Today it arrived, 8 years 5 months & 5 days. I guess I always assumed that the headstone would make it hurt more. Finalize things. The truth of it though, it brought some much needed, long overdue peace.
I’m not sure how to explain it in words. I never questioned when his parents would have it or what would be on it. The realization of it all came on my birthday. Then I was shown the rough draft and cried. Cried because of the meaning. The existence behind something that had been missing.
Momma Lynch text me today saying it had arrived, and with the text she sent pictures. I cried. I couldn’t breathe. Not from sadness but from the overwhelming feeling of comfort. Obviously I finished what I was in the middle of doing and headed to the cemetery. It was more beautiful in person. Artistically amazing, just as he was. The two circles on the bottom corners are medals that his family was given after donating to save others. ❤ The back, among other items, holds two beautiful pieces left longer than any life or memory. The top left corner holds my exact turtle tattoo. His mom says when he left he took a part of me. The bottom right corner says 'Love, Jordan', my most favorite thing ever. It's traced so it's his handwriting. Signed almost to insinuate this is the end.
His parents and brother did an amazing job putting something together that no family should have to do for a child or younger sibling.
I love you guys to the moon & back and I'm more than certain he wouldn't change a thing on it if given the opportunity.
40,000 Americans die yearly by suicide, making it the 10th leading cause of death. Every 13.3 seconds someone takes their own life, leaving those who love them to live in a whirlwind of confusion, depression and a life without closure.
Down a road I’ve traveled but a few times, I found the remaining structure of what was once a home. Burned down to only its frame. Charred on the sides burning all but the boards & memories. What happened here? Who was affected? Was anyone lost or hurt? What now, for those that have lost? Fire is devastating, possibly runing forever anything that stands in its way.
This photo was taken inside the home, shooting through what was once a window, a barrel was the only color left behind, besides the changing leaves from the fall air.
We all know how I feel about my puppies. I think I speak for all ‘dog parents’, they are our world. They are not our ‘dogs’, they are out kids. We treat them as such, love them as such, talk to them (they understand us) and spoil them in such a way that non dog owners think ‘we’ are insane. A girlfriend of mine jumped on the dog bandwagon about 5 months ago. Not that long ago she looks at me and says, ‘B I get it.’ I was confused, ‘Get what?!’ ‘I get the love & loyalty. I get the happiness and joy. I get ‘hype’ of loving a dog.’ I could only smile and nod in response.
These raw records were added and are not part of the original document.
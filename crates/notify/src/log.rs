//! Notifier that only writes the notification to the log.

use crate::traits::{Notification, Notifier, NotifyError};

/// Logs notifications at `info`. Used for services without a configured
/// channel, and as an explicit `kind = "log"` channel.
#[derive(Debug, Default)]
pub struct LogNotifier;

#[async_trait::async_trait]
impl Notifier for LogNotifier {
    async fn send(&self, notification: &Notification) -> Result<(), NotifyError> {
        tracing::info!(
            service = %notification.service,
            title = %notification.title,
            message = %notification.message,
            "notification"
        );
        Ok(())
    }

    fn channel_name(&self) -> &str {
        "log"
    }
}
//! Events emitted by the IRC client for the bot to consume.

/// What the connection task reports back to the event loop.
#[derive(Debug, Clone, PartialEq, Eq)]
pub enum Event {
    /// TCP (and TLS, if enabled) is up.
    Connected,

    /// IRC registration complete. `nick` is our confirmed nick.
    Registered {
        nick: String,
    },

    /// Someone (possibly us) joined a channel.
    Joined {
        channel: String,
        nick: String,
    },

    /// A message in a channel or a private message.
    Message {
        from: String,
        target: String,
        text: String,
    },

    /// A user changed nick.
    NickChanged {
        old_nick: String,
        new_nick: String,
    },

    /// Server sent an error or notice.
    ServerNotice {
        text: String,
    },

    /// Connection was closed.
    Disconnected {
        reason: String,
    },
}
//! Routes chat events to the deploy queue and sends the answers back.

use std::sync::Arc;

use anyhow::Result;
use tokio::sync::RwLock;

use deployq_core::{Dispatcher, Intent, Notification, Outcome, Response};

use crate::client::ClientHandle;
use crate::event::Event;
use crate::output;

/// The deploy bot: one shared [`Dispatcher`] plus addressing rules.
pub struct Bot {
    dispatcher: Arc<Dispatcher>,
    prefix: String,
    /// Our nick as confirmed by the server.
    nick: RwLock<String>,
}

impl Bot {
    pub fn new(dispatcher: Arc<Dispatcher>, nick: &str, prefix: &str) -> Self {
        Self {
            dispatcher,
            prefix: prefix.to_string(),
            nick: RwLock::new(nick.to_string()),
        }
    }

    pub async fn handle_event(&self, handle: &ClientHandle, event: &Event) -> Result<()> {
        match event {
            Event::Connected => tracing::info!("Connected"),

            Event::Registered { nick } => {
                tracing::info!(nick = %nick, "Registered");
                *self.nick.write().await = nick.clone();
            }

            Event::NickChanged { old_nick, new_nick } => {
                let mut nick = self.nick.write().await;
                if *nick == *old_nick {
                    tracing::info!(nick = %new_nick, "Our nick changed");
                    *nick = new_nick.clone();
                }
            }

            Event::Joined { channel, nick } => {
                if *nick == *self.nick.read().await {
                    tracing::info!(channel = %channel, "Joined");
                }
            }

            Event::Message { from, target, text } => {
                let bot_nick = self.nick.read().await.clone();
                if *from == bot_nick {
                    return Ok(());
                }

                let is_channel = target.starts_with('#') || target.starts_with('&');
                let Some(command) = addressed(&bot_nick, &self.prefix, is_channel, text) else {
                    return Ok(());
                };
                let Some(intent) = Intent::parse(command) else {
                    return Ok(());
                };

                // Channel requests are answered in the channel, private ones privately
                let reply_to = if is_channel { target.as_str() } else { from.as_str() };
                let outcome = self.dispatcher.handle(from, &intent);
                deliver(handle, reply_to, from, outcome).await?;
            }

            Event::ServerNotice { text } => tracing::debug!(text = %text, "Notice"),

            Event::Disconnected { reason } => tracing::warn!(reason = %reason, "Disconnected"),
        }
        Ok(())
    }
}

/// Extract the command text from a message meant for the bot.
///
/// In a channel the bot must be addressed, either by nick (`deployq: ...`,
/// `deployq, ...`, `@deployq ...`) or by prefix (`!deploy ...`). Private
/// messages are always for the bot.
fn addressed<'a>(nick: &str, prefix: &str, is_channel: bool, text: &'a str) -> Option<&'a str> {
    let text = text.trim();
    if let Some(rest) = strip_nick(nick, text) {
        return Some(rest);
    }
    if !prefix.is_empty()
        && let Some(rest) = text.strip_prefix(prefix)
    {
        return Some(rest.trim_start());
    }
    if is_channel { None } else { Some(text) }
}

fn strip_nick<'a>(nick: &str, text: &'a str) -> Option<&'a str> {
    let text = text.strip_prefix('@').unwrap_or(text);
    let head = text.get(..nick.len())?;
    if !head.eq_ignore_ascii_case(nick) {
        return None;
    }
    let rest = &text[nick.len()..];
    let rest = rest
        .strip_prefix(':')
        .or_else(|| rest.strip_prefix(','))
        .unwrap_or(rest);
    // `deployqueue` is not `deployq`
    if rest.len() == text.len() - nick.len() && !rest.starts_with(char::is_whitespace) {
        return None;
    }
    Some(rest.trim_start())
}

/// Send the responses, then the holder notification.
async fn deliver(handle: &ClientHandle, target: &str, from: &str, outcome: Outcome) -> Result<()> {
    for response in &outcome.responses {
        match response {
            Response::Say(text) => output::say(handle, target, text).await?,
            Response::Reply(text) => output::reply(handle, target, from, text).await?,
        }
    }
    if let Some(note) = outcome.notification {
        notify(handle, note).await;
    }
    Ok(())
}

/// Best effort: a lost notification never affects the queue.
async fn notify(handle: &ClientHandle, note: Notification) {
    tracing::info!(identity = %note.identity, "Notifying new holder");
    if let Err(e) = output::say(handle, note.identity.as_str(), &note.message).await {
        tracing::warn!(identity = %note.identity, error = %e, "Failed to notify new holder");
    }
}
/// A handle to a running IRC client connection.
#[derive(Clone)]
pub struct ClientHandle {
    cmd_tx: mpsc::Sender<Command>,
}

impl ClientHandle {
    pub async fn join(&self, channel: &str) -> Result<()> {
        self.cmd_tx.send(Command::Join(channel.to_string())).await?;
        Ok(())
    }

    pub async fn privmsg(&self, target: &str, text: &str) -> Result<()> {
        self.cmd_tx
            .send(Command::Privmsg {
                target: target.to_string(),
                text: text.to_string(),
            })
            .await?;
        Ok(())
    }

    pub async fn quit(&self, message: Option<&str>) -> Result<()> {
        self.cmd_tx
            .send(Command::Quit(message.map(|s| s.to_string())))
            .await?;
        Ok(())
    }

    /// A handle wired to a bare channel instead of a connection.
    #[cfg(test)]
    pub(crate) fn detached() -> (Self, mpsc::Receiver<Command>) {
        let (cmd_tx, cmd_rx) = mpsc::channel(64);
        (Self { cmd_tx }, cmd_rx)
    }
}

/// A connection that has completed TCP (and optionally TLS) but hasn't
/// started IRC registration yet.
pub enum EstablishedConnection {
    Plain(TcpStream),
    Tls(Box<tokio_rustls::client::TlsStream<TcpStream>>),
}

/// Establish the TCP (and optionally TLS) connection to the server.
pub async fn establish_connection(config: &ConnectConfig) -> Result<EstablishedConnection> {
    // Port 6697 is TLS by convention
    let use_tls = config.tls || config.server_addr.ends_with(":6697");
    let mode = if use_tls { "TLS" } else { "plain" };

    tracing::debug!("Resolving {}...", config.server_addr);
    let tcp = TcpStream::connect(&config.server_addr)
        .await
        .map_err(|e| anyhow::anyhow!("TCP connect to {} failed: {e}", config.server_addr))?;
    tracing::debug!("TCP connected to {} ({mode})", config.server_addr);

    if !use_tls {
        return Ok(EstablishedConnection::Plain(tcp));
    }

    let connector = TlsConnector::from(Arc::new(tls_config()));
    let host = config
        .server_addr
        .rsplit_once(':')
        .map(|(host, _)| host)
        .unwrap_or(&config.server_addr);
    let dns_name = rustls::pki_types::ServerName::try_from(host.to_string())?;
    let tls = connector
        .connect(dns_name, tcp)
        .await
        .map_err(|e| anyhow::anyhow!("TLS handshake with {} failed: {e}", config.server_addr))?;
    tracing::debug!("TLS handshake complete");
    Ok(EstablishedConnection::Tls(Box::new(tls)))
}

fn tls_config() -> rustls::ClientConfig {
    let _ = rustls::crypto::ring::default_provider().install_default();
    let roots = rustls::RootCertStore::from_iter(webpki_roots::TLS_SERVER_ROOTS.iter().cloned());
    rustls::ClientConfig::builder()
        .with_root_certificates(roots)
        .with_no_client_auth()
}

/// Run the IRC protocol over an established connection.
///
/// Returns a handle for sending commands and a receiver for events. The
/// protocol runs in a spawned task; its end is reported as
/// [`Event::Disconnected`].
pub fn connect_with_stream(
    conn: EstablishedConnection,
    config: ConnectConfig,
) -> (ClientHandle, mpsc::Receiver<Event>) {
    let (event_tx, event_rx) = mpsc::channel(1024);
    let (cmd_tx, cmd_rx) = mpsc::channel(256);

    tokio::spawn(async move {
        let _ = event_tx.send(Event::Connected).await;
        let result = match conn {
            EstablishedConnection::Plain(tcp) => {
                let (reader, writer) = tokio::io::split(tcp);
                run_irc(BufReader::new(reader), writer, &config, event_tx.clone(), cmd_rx).await
            }
            EstablishedConnection::Tls(tls) => {
                let (reader, writer) = tokio::io::split(*tls);
                run_irc(BufReader::new(reader), writer, &config, event_tx.clone(), cmd_rx).await
            }
        };
        if let Err(e) = result {
            let _ = event_tx
                .send(Event::Disconnected {
                    reason: e.to_string(),
                })
                .await;
        }
    });

    (ClientHandle { cmd_tx }, event_rx)
}

async fn run_irc<R, W>(
    mut reader: R,
    mut writer: W,
    config: &ConnectConfig,
    event_tx: mpsc::Sender<Event>,
    mut cmd_rx: mpsc::Receiver<Command>,
) -> Result<()>
where
    R: AsyncBufRead + Unpin,
    W: AsyncWrite + Unpin,
{
    send_line(&mut writer, &format!("NICK {}", config.nick)).await?;
    send_line(
        &mut writer,
        &format!("USER {} 0 * :{}", config.user, config.realname),
    )
    .await?;

    let mut nick = config.nick.clone();
    let mut nick_tries: u32 = 0;
    let mut registered = false;
    // JOINs and messages sent before 001 are dropped by servers
    let mut pending: Vec<Command> = Vec::new();
    let mut line_buf: Vec<u8> = Vec::new();
    let mut last_activity = Instant::now();
    let mut keepalive = tokio::time::interval_at(Instant::now() + PING_INTERVAL, PING_INTERVAL);

    loop {
        tokio::select! {
            result = reader.read_until(b'\n', &mut line_buf) => {
                if result? == 0 {
                    let _ = event_tx.send(Event::Disconnected { reason: "EOF".to_string() }).await;
                    break;
                }
                last_activity = Instant::now();

                // Clients send whatever encoding they like; bad bytes become U+FFFD
                let parsed = Message::parse(&String::from_utf8_lossy(&line_buf));
                line_buf.clear();
                let Some(msg) = parsed else { continue };

                match msg.command.as_str() {
                    "PING" => {
                        let token = msg.params.first().map(String::as_str).unwrap_or("");
                        send_line(&mut writer, &format!("PONG :{token}")).await?;
                    }
                    // RPL_WELCOME
                    "001" => {
                        registered = true;
                        if let Some(confirmed) = msg.params.first() {
                            nick = confirmed.clone();
                        }
                        tracing::debug!(nick = %nick, "Registered");
                        let _ = event_tx.send(Event::Registered { nick: nick.clone() }).await;
                        for cmd in pending.drain(..) {
                            execute_command(&mut writer, cmd).await?;
                        }
                    }
                    // ERR_NICKNAMEINUSE
                    "433" if !registered => {
                        nick_tries += 1;
                        if nick_tries > MAX_NICK_TRIES {
                            let _ = event_tx.send(Event::Disconnected { reason: "Nick in use".to_string() }).await;
                            break;
                        }
                        let alt = format!("{}{}", config.nick, nick_tries);
                        tracing::debug!(nick = %alt, "Nick taken, trying alternate");
                        send_line(&mut writer, &format!("NICK {alt}")).await?;
                    }
                    "JOIN" => {
                        if let (Some(from), Some(channel)) = (msg.nick(), msg.params.first()) {
                            let _ = event_tx.send(Event::Joined {
                                channel: channel.clone(),
                                nick: from.to_string(),
                            }).await;
                        }
                    }
                    "PRIVMSG" => {
                        if let (Some(from), [target, text, ..]) = (msg.nick(), msg.params.as_slice()) {
                            let _ = event_tx.send(Event::Message {
                                from: from.to_string(),
                                target: target.clone(),
                                text: text.clone(),
                            }).await;
                        }
                    }
                    "NICK" => {
                        if let (Some(old), Some(new)) = (msg.nick(), msg.params.first()) {
                            if old == nick {
                                nick = new.clone();
                            }
                            let _ = event_tx.send(Event::NickChanged {
                                old_nick: old.to_string(),
                                new_nick: new.clone(),
                            }).await;
                        }
                    }
                    "NOTICE" => {
                        if let Some(text) = msg.params.last() {
                            let _ = event_tx.send(Event::ServerNotice { text: text.clone() }).await;
                        }
                    }
                    "ERROR" => {
                        let reason = msg.params.last().cloned().unwrap_or_else(|| "ERROR".to_string());
                        let _ = event_tx.send(Event::Disconnected { reason }).await;
                        break;
                    }
                    _ => {}
                }
            }

            cmd = cmd_rx.recv() => {
                match cmd {
                    Some(Command::Quit(reason)) => {
                        execute_command(&mut writer, Command::Quit(reason)).await?;
                        let _ = event_tx.send(Event::Disconnected { reason: "Quit".to_string() }).await;
                        break;
                    }
                    Some(cmd) if !registered => pending.push(cmd),
                    Some(cmd) => execute_command(&mut writer, cmd).await?,
                    None => break,
                }
            }

            _ = keepalive.tick() => {
                let idle = last_activity.elapsed();
                if idle > PING_TIMEOUT {
                    let _ = event_tx.send(Event::Disconnected { reason: "Ping timeout".to_string() }).await;
                    break;
                }
                if idle > PING_INTERVAL {
                    send_line(&mut writer, &format!("PING :{nick}")).await?;
                }
            }
        }
    }

    Ok(())
}
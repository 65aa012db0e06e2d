//! The deploy-turn queue engine.
//!
//! Participants wait in arrival order. The holder is whoever sits at
//! position 0; it is never stored separately, so it cannot drift from the
//! queue contents. Identities are unique across the whole queue.

use std::collections::VecDeque;
use std::fmt;

use chrono::{DateTime, Utc};
use serde::{Deserialize, Serialize};

use crate::error::QueueError;

/// Opaque, case-sensitive participant key (a chat nick in practice).
#[derive(Debug, Clone, PartialEq, Eq, Hash, PartialOrd, Ord, Serialize, Deserialize)]
#[serde(transparent)]
pub struct Identity(String);

impl Identity {
    pub fn new(name: impl Into<String>) -> Self {
        Self(name.into())
    }

    pub fn as_str(&self) -> &str {
        &self.0
    }
}

impl fmt::Display for Identity {
    fn fmt(&self, f: &mut fmt::Formatter<'_>) -> fmt::Result {
        f.write_str(&self.0)
    }
}

impl From<&str> for Identity {
    fn from(s: &str) -> Self {
        Self(s.to_string())
    }
}

impl From<String> for Identity {
    fn from(s: String) -> Self {
        Self(s)
    }
}

/// Someone waiting for (or holding) the deploy turn.
#[derive(Debug, Clone, PartialEq, Eq, Serialize, Deserialize)]
pub struct Participant {
    pub identity: Identity,
    /// Free-form note given at join time, e.g. the service being deployed.
    pub metadata: String,
    pub queued_at: DateTime<Utc>,
}

impl Participant {
    pub fn new(identity: impl Into<Identity>, metadata: impl Into<String>) -> Self {
        Self {
            identity: identity.into(),
            metadata: metadata.into(),
            queued_at: Utc::now(),
        }
    }
}

/// Ordered, duplicate-free queue of participants.
#[derive(Debug, Clone, Default)]
pub struct TurnQueue {
    entries: VecDeque<Participant>,
}

impl TurnQueue {
    /// An empty queue.
    pub fn new() -> Self {
        Self::default()
    }

    /// Rebuild a queue from persisted state.
    ///
    /// Later duplicates of an identity are dropped so the uniqueness
    /// invariant holds even if the stored sequence is corrupt.
    pub fn from_seed(seed: Vec<Participant>) -> Self {
        let mut queue = Self::new();
        for participant in seed {
            if queue.contains(participant.identity.as_str()) {
                tracing::warn!(
                    identity = %participant.identity,
                    "Dropping duplicate participant from stored queue"
                );
                continue;
            }
            queue.entries.push_back(participant);
        }
        queue
    }

    /// Append `identity` at the tail. Returns its position (0 = holder).
    pub fn enqueue(
        &mut self,
        identity: impl Into<Identity>,
        metadata: impl Into<String>,
    ) -> Result<usize, QueueError> {
        let participant = Participant::new(identity, metadata);
        if self.contains(participant.identity.as_str()) {
            return Err(QueueError::AlreadyQueued);
        }
        self.entries.push_back(participant);
        Ok(self.entries.len() - 1)
    }

    /// Remove and return the holder.
    ///
    /// Does not check who is asking; callers confirm [`Self::is_current`]
    /// first.
    pub fn advance(&mut self) -> Result<Participant, QueueError> {
        self.entries.pop_front().ok_or(QueueError::EmptyQueue)
    }

    /// Remove `identity` from wherever it sits, keeping everyone else in
    /// order.
    pub fn remove(&mut self, identity: &str) -> Result<Participant, QueueError> {
        let idx = self.position(identity).ok_or(QueueError::NotQueued)?;
        self.entries.remove(idx).ok_or(QueueError::NotQueued)
    }

    /// The holder, if anyone is queued.
    pub fn current(&self) -> Option<&Participant> {
        self.entries.front()
    }

    /// Whoever becomes holder after the next advance.
    pub fn next(&self) -> Option<&Participant> {
        self.entries.get(1)
    }

    pub fn position(&self, identity: &str) -> Option<usize> {
        self.entries
            .iter()
            .position(|p| p.identity.as_str() == identity)
    }

    pub fn contains(&self, identity: &str) -> bool {
        self.position(identity).is_some()
    }

    pub fn is_current(&self, identity: &str) -> bool {
        self.current()
            .is_some_and(|p| p.identity.as_str() == identity)
    }

    pub fn is_next(&self, identity: &str) -> bool {
        self.next().is_some_and(|p| p.identity.as_str() == identity)
    }

    pub fn len(&self) -> usize {
        self.entries.len()
    }

    pub fn is_empty(&self) -> bool {
        self.entries.is_empty()
    }

    /// Owned copy of the queue, head first.
    pub fn snapshot(&self) -> Vec<Participant> {
        self.entries.iter().cloned().collect()
    }
}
Yes, puppy stages are rough. The training, the frustration, the energy. Yes they track mud and dirt through out the house. Hair is always on something, & cleaning up after them is never ending. They can be expensive, they can’t tell you what’s wrong when there is an issue. Though the moment they make you laugh, remember what you’ve taught them, curl up beside you, lay at your feet in peace & vow to never leave your side when you need them the most, those are the moment you realize why you wouldn’t have it any other way
For a ‘wireless’ world, I sure am working with a lot of chords. Lots of good photos to sort through on this rainy lousy day. Suppose that’s what they are made for, getting indoor things done since no one wants to be inside when its 75 & sunny.
I’ll be here for awhile if anyone needs me 🙂
Shooting tonight was a lot of fun. I got to spend some much needed time with Alicia, whom I had no clue how much alike we really are. Talking with her made me realize just how much my head really was spinning. It’s pretty cool being able to stand in the middle of a road under a full moon & a sky full of stars, feeling the fall air chill your skin. The only way to get out of the confined space my thoughts are fighting through, is to carefully wade through the content.
Shot at Brockway Glass Company in Lapel IN, painted on a manhole.
The sign says it. As of late I feel like I’ve hit a dead end. Not in a bad way, not at all. Dead ends simply mean it’s time to check out a new road. I’ve been back and forth on the idea of returning to school to focus on a study that seems so obvious. A study where I would get to tie my love of photography & animals into days of awesomeness.
You know it’s time to check out new places when you can no longer drive down a road, any road and find something to shoot or something fun to occupy your time. A change of scenery would be awesome for my camera and healing for my soul. I’ll keep ya’ll posted, but you know, the pictures say it all!
Its the middle of August and its 60, rainy & cloudy. Indiana you have let me down and I’m ready to be done with you.
I soaked my sorrows in good company & my brother Nick :-). Blah days are the hardest, I’d never make it in Alaska.